ECLI:NL:CBB:2021:672
College van Beroep voor het bedrijfsleven
- Eerste aanleg - enkelvoudig
- Rechtspraak.nl
Beroep tegen besluit minister van Landbouw inzake subsidiabiliteit van landbouwperceel voor GLB-betalingen
In deze zaak heeft het College van Beroep voor het bedrijfsleven op 29 juni 2021 uitspraak gedaan in een geschil tussen een appellant en de minister van Landbouw, Natuur en Voedselkwaliteit. De appellant had een aanvraag ingediend voor uitbetaling van de basis- en vergroeningsbetaling voor het jaar 2019 op basis van de Uitvoeringsregeling rechtstreekse betalingen GLB. De minister had bij besluit van 7 februari 2020 de aanvraag beoordeeld en vastgesteld dat de uitbetaling € 30.494,71 zou bedragen, gebaseerd op een geconstateerde oppervlakte van 82,07 hectare. De appellant betwistte echter dat perceel 18, dat een dijkweiland betreft, ten onrechte niet als subsidiabel was aangemerkt.

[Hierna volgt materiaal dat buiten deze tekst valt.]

//! Persistence layer for the exchange rate log: append-only commits, the
//! single active-record pointer, and point-in-time lookups.

use chrono::Utc;
use rust_decimal::Decimal;
use rust_decimal_macros::dec;
use sea_orm::sea_query::Expr;
use sea_orm::{
    ActiveModelTrait, ColumnTrait, DatabaseConnection, EntityTrait, Order, QueryFilter,
    QueryOrder, QuerySelect, Set, TransactionTrait,
};
use std::sync::Arc;
use tokio::sync::Mutex;

use crate::entities::{exchange_rates, prelude::*};
use crate::error::Error;
use crate::sources::SourceId;

/// One commit request: a fetch outcome (successful or failed) or a manual
/// override, headed for the append-only log.
#[derive(Debug, Clone)]
pub struct CommitRate {
    pub rate: Decimal,
    pub source: SourceId,
    pub fetch_success: bool,
    pub error_message: Option<String>,
}

/// Filters for the history endpoint.
#[derive(Debug, Clone, Default)]
pub struct HistoryFilter {
    pub start: Option<chrono::DateTime<chrono::FixedOffset>>,
    pub end: Option<chrono::DateTime<chrono::FixedOffset>>,
    pub source: Option<String>,
    pub fetch_success: Option<bool>,
    pub limit: Option<u64>,
}

#[derive(Clone)]
pub struct RateStore {
    db: Arc<DatabaseConnection>,
    // Serializes activation so two concurrent commits can never both end up
    // active. The transaction below keeps the flip atomic against readers.
    commit_lock: Arc<Mutex<()>>,
}

/// `(new - prev) / prev * 100`, rounded to 4 decimal places. None when the
/// previous rate is zero (nothing meaningful to compare against).
pub fn compute_change_percentage(previous: Decimal, new: Decimal) -> Option<Decimal> {
    if previous.is_zero() {
        return None;
    }
    Some(((new - previous) / previous * dec!(100)).round_dp(4))
}

/// Failure logs are kept for audit but must not become the active rate;
/// everything else (fetched, manual, fallback substitution) does.
fn record_activates(source: SourceId, fetch_success: bool) -> bool {
    fetch_success || matches!(source, SourceId::Manual | SourceId::Fallback)
}

impl RateStore {
    pub fn new(db: impl Into<Arc<DatabaseConnection>>) -> Self {
        Self {
            db: db.into(),
            commit_lock: Arc::new(Mutex::new(())),
        }
    }

    /// Append a record. For successful records the change percentage is
    /// computed against the most recent prior successful record; for records
    /// that activate, every other record is deactivated in the same
    /// transaction.
    pub async fn commit(&self, request: CommitRate) -> Result<exchange_rates::Model, Error> {
        let _guard = self.commit_lock.lock().await;
        let txn = self.db.begin().await?;

        let change_percentage = if request.fetch_success {
            let prior = ExchangeRates::find()
                .filter(exchange_rates::Column::FetchSuccess.eq(true))
                .order_by(exchange_rates::Column::Timestamp, Order::Desc)
                .one(&txn)
                .await?;
            prior.and_then(|p| compute_change_percentage(p.usd_to_ves, request.rate))
        } else {
            None
        };

        let activates = record_activates(request.source, request.fetch_success);
        if activates {
            ExchangeRates::update_many()
                .col_expr(exchange_rates::Column::IsActive, Expr::value(false))
                .filter(exchange_rates::Column::IsActive.eq(true))
                .exec(&txn)
                .await?;
        }

        let record = exchange_rates::ActiveModel {
            usd_to_ves: Set(request.rate),
            source: Set(request.source.as_str().to_owned()),
            timestamp: Set(Utc::now().into()),
            is_active: Set(activates),
            fetch_success: Set(request.fetch_success),
            error_message: Set(request.error_message),
            change_percentage: Set(change_percentage),
            ..Default::default()
        }
        .insert(&txn)
        .await?;

        txn.commit().await?;

        tracing::info!(
            "Committed exchange rate {} VES/USD from {} (active: {})",
            record.usd_to_ves,
            record.source,
            record.is_active
        );

        Ok(record)
    }

    /// The single record currently considered authoritative, if any.
    pub async fn current_active(&self) -> Result<Option<exchange_rates::Model>, Error> {
        let record = ExchangeRates::find()
            .filter(exchange_rates::Column::IsActive.eq(true))
            .order_by(exchange_rates::Column::Timestamp, Order::Desc)
            .one(self.db.as_ref())
            .await?;
        Ok(record)
    }

    /// The latest successful record at or before `timestamp`. Answers "what
    /// rate applied at 14:02 on order #123" independent of snapshots.
    pub async fn at(
        &self,
        timestamp: chrono::DateTime<chrono::FixedOffset>,
    ) -> Result<Option<exchange_rates::Model>, Error> {
        let record = ExchangeRates::find()
            .filter(exchange_rates::Column::FetchSuccess.eq(true))
            .filter(exchange_rates::Column::Timestamp.lte(timestamp))
            .order_by(exchange_rates::Column::Timestamp, Order::Desc)
            .one(self.db.as_ref())
            .await?;
        Ok(record)
    }

    /// Fetch-attempt history, newest first.
    pub async fn history(
        &self,
        filter: HistoryFilter,
    ) -> Result<Vec<exchange_rates::Model>, Error> {
        let mut query = ExchangeRates::find();

        if let Some(start) = filter.start {
            query = query.filter(exchange_rates::Column::Timestamp.gte(start));
        }
        if let Some(end) = filter.end {
            query = query.filter(exchange_rates::Column::Timestamp.lte(end));
        }
        if let Some(source) = filter.source {
            query = query.filter(exchange_rates::Column::Source.eq(source));
        }
        if let Some(success) = filter.fetch_success {
            query = query.filter(exchange_rates::Column::FetchSuccess.eq(success));
        }

        let records = query
            .order_by(exchange_rates::Column::Timestamp, Order::Desc)
            .limit(filter.limit.unwrap_or(100))
            .all(self.db.as_ref())
            .await?;
        Ok(records)
    }

    /// Successful records since `since`, for the stats endpoint.
    pub async fn successful_since(
        &self,
        since: chrono::DateTime<chrono::FixedOffset>,
    ) -> Result<Vec<exchange_rates::Model>, Error> {
        let records = ExchangeRates::find()
            .filter(exchange_rates::Column::FetchSuccess.eq(true))
            .filter(exchange_rates::Column::Timestamp.gte(since))
            .order_by(exchange_rates::Column::Timestamp, Order::Desc)
            .all(self.db.as_ref())
            .await?;
        Ok(records)
    }
}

Het College oordeelde dat de verantwoordelijkheid voor een juiste intekening bij de aanvrager ligt. De appellant had niet voldoende bewijs geleverd dat de intekening onjuist was en dat er sprake was van een kennelijke fout. Het College volgde het standpunt van de minister dat de luchtfoto's van perceel 18 aantoonden dat het perceel niet voldeed aan de subsidiabiliteitscriteria. De enkele stelling van de appellant dat het perceel een dijkweiland betreft, was onvoldoende om aan de conclusie van de minister te twijfelen. Het College verklaarde het beroep ongegrond en er was geen aanleiding voor een proceskostenveroordeling.